Eddy Mitchell : "Je ne veux plus faire des tournées de 90 dates"

  • A
  • A
Partagez sur :

Après sa tournée avec son big band l'an dernier, le chanteur revient en 2017 avec Jacques Dutronc et Johnny Hallyday. Pour le "Europe 1 Music Club", il a détaillé sa façon de travailler et ses envies futures.

INTERVIEW

Le trac ? Il l'a toujours, un peu. Mais Eddy Michell a une technique pour y résister : arriver au dernier moment. "J’enfile le costume, on me maquille, on me coiffe, boum, je suis sur scène. Je suis contre – enfin les gens font ce qu’ils veulent - mais je n’ai jamais compris une chanteuse comme Barbara qui, pendant deux heures, faisait du tricot dans sa loge."

Invité du Europe 1 Music Club, le crooner a dévoilé ses trucs et les détails qui font sa façon de travailler à l'occasion de la sortie du double CD et du DVD de son concert avec big band qui a été enregistré au Palais des Sports le 1er avril dernier.

Des bêtises entre les titres. Pour le big band, le plaisir est simple, confesse-t-il. "Il faut un orchestre qui pète. Nat King Cole a été l'un des premiers à avoir dit à ses arrangeurs de laisser des espaces aux musiciens" et aux chanteurs par intervalle. "Cela demande des arrangements précis." Son répertoire aussi a été passé au crible pour s’adapter à un orchestre XXL. "Par exemple, Un portrait de Norman Rockwell avec un big band, ça serait sirupeux, joli, mais on s’endormirait, faut pas le faire", dicte-t-il, catégorique. Dans le jeu de scène aussi, Eddy Mitchell a pensé les pauses. Il raconte des bêtises entre les titres, des trucs qu'il "teste un peu sur les musiciens, ça fait partie du jeu. Si vous dites une bêtise, les gens marchent, ils aiment ça." 

Entendu sur Europe 1
Je n’ai pas envie d’être dans "Les visiteurs 12" ou "Camping 4", ça restreint un peu le choix.

"La scène, c’est l’aboutissement", mais il ne boude pas pour autant le travail de studio, même s'il n'y va qu'au pied du mur : il n’écrit pas tant qu'il n’a pas de nouvelles dates de studio. Parfois, il s'y passe aussi des petits miracles. Le chanteur se souvient de la chanson Nashville ou Belleville, qu’il allait abandonner parce que son arrangement très jazzy ne collait pas. A la pause déjeuner, le musicien américain Charly McKCoy reste. Quand le groupe revient, il a trouvé le bon riff de guitare et par la même une nouvelle vie pour le titre.

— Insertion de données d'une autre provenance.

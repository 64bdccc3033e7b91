//! Shared error types for fibseq.
//!
//! Library operations return [`Result`], which carries the typed [`Error`]
//! below. The command layer and the binary wrap these in `anyhow` so that
//! `main` can report any failure with context.

use std::path::PathBuf;
use thiserror::Error;

/// Main error type for fibseq operations
#[derive(Debug, Error)]
pub enum Error {
    /// The requested count produces values too large for `u64`
    #[error("cannot generate {requested} values: at most {max} fit in a u64")]
    Overflow { requested: i64, max: usize },

    /// Configuration file errors
    #[error("Configuration error in {}: {message}", .path.display())]
    Configuration { path: PathBuf, message: String },

    /// IO errors
    #[error(transparent)]
    Io(#[from] std::io::Error),

    /// JSON errors
    #[error(transparent)]
    Json(#[from] serde_json::Error),
}

impl Error {
    /// Create a configuration error with path context
    pub fn configuration(path: impl Into<PathBuf>, message: impl Into<String>) -> Self {
        Self::Configuration {
            path: path.into(),
            message: message.into(),
        }
    }

    /// Whether the error comes from the requested count rather than the environment
    pub fn is_overflow(&self) -> bool {
        matches!(self, Self::Overflow { .. })
    }
}

/// Result alias for library operations
pub type Result<T> = std::result::Result<T, Error>;
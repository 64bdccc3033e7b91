//! Configuration loaded from `.fibseq.toml`.
//!
//! The file only supplies defaults for the command-line driver; flags given
//! on the command line always win.

mod core;
mod loader;

pub use self::core::{FibseqConfig, OutputConfig};
pub use loader::{
    directory_ancestors, load_config, load_config_file, load_config_from, parse_config,
    CONFIG_FILE_NAME,
};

"A chaque sortie, on a un truc à prouver". Pour quatorze dates cette année, il retrouvera les Vieilles canailles, Dutronc et Johnny. En 2015, il avait fait ses adieux. Aujourd'hui, il n'en parle plus mais l'affirme : "Je ne veux plus faire des tournées de 90 dates. J’en ai marre de la salade gourmande à 1h dans le hall de l’hôtel. Je n’ai pas envie de voir NRJ12 à la télé à 2h du mat."

Quand au cinéma, il ne ferme pas la porte mais se désole de voir que les films qui marchent entrent dans la catégorie "grosse comédie. Je n’ai pas envie d’être dans "Les visiteurs 12" ou "Camping 4", ça restreint un peu le choix", souffle-t-il. Mais rien n'est jamais joué selon lui, et notamment pour les nouveaux disques. "A chaque sortie, on a un truc à prouver, pour savoir si on existe toujours. On n’est pas à la merci d’un échec, on a bien des succès, on a bien droit aux échecs aussi."